Who sells Occupational Therapy Clinic businesses?

Owner-operator occupational therapists approaching retirement, clinician-founders seeking liquidity after building a profitable multi-therapist practice, and small group practice owners looking to exit amid increasing insurance complexity and administrative burden

Typical exit timeline: 12–24 months

Seller page

Frequently Asked Questions

How much does a Occupational Therapy Clinic business cost?

Occupational Therapy Clinic businesses in the $1M–$5M revenue range typically sell for 3.5–6× EBITDA. Established clinics with $1M–$5M revenue, minimum 3 years of operating history, EBITDA margins of 15–25%, diversified payor mix with less than 40% Medicaid exposure, credentialed multi-therapist staff, and proprietary referral relationships with physicians or school districts

What EBITDA multiple do Occupational Therapy Clinic businesses sell for?

Occupational Therapy Clinic businesses typically trade at 3.5–6× EBITDA in the lower middle market. The market is highly fragmented with growing demand, which supports premium multiples.

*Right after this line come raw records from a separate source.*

// src/core/mod.rs

pub mod command_expander;
/// Reading `ci-stages.yml`.
pub mod config_loader;
/// Layering of the global and provider scopes of a stage.
pub mod config_resolver;
pub mod env_store;
pub mod interpolator;
/// Detection of the CI provider and its operating system.
pub mod provider;
pub mod stage_executor;
//! Runs the commands of a CI lifecycle stage as declared in `ci-stages.yml`.

pub mod cli;
pub mod constants;
/// Configuration, expansion and stage execution.
pub mod core;
pub mod models;
pub mod system;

How do I buy a Occupational Therapy Clinic business with an SBA loan?

Occupational Therapy Clinic businesses are SBA 7(a) eligible, making them accessible to first-time buyers. SBA 7(a) loan covering 80–90% of purchase price with 10–20% seller note or buyer equity injection

What should I look for when buying a Occupational Therapy Clinic business?

Key due diligence areas include: Payor mix analysis and reimbursement rate trends across Medicare, Medicaid, and commercial insurers; Therapist licensure, credentialing files, and key-person retention agreements or non-competes; Revenue cycle management quality including denial rates, AR aging, and net collection rates; Referral source concentration and relationships with physicians, hospitals, and school systems; Regulatory compliance review including HIPAA, Stark Law, state licensure, and billing audit history.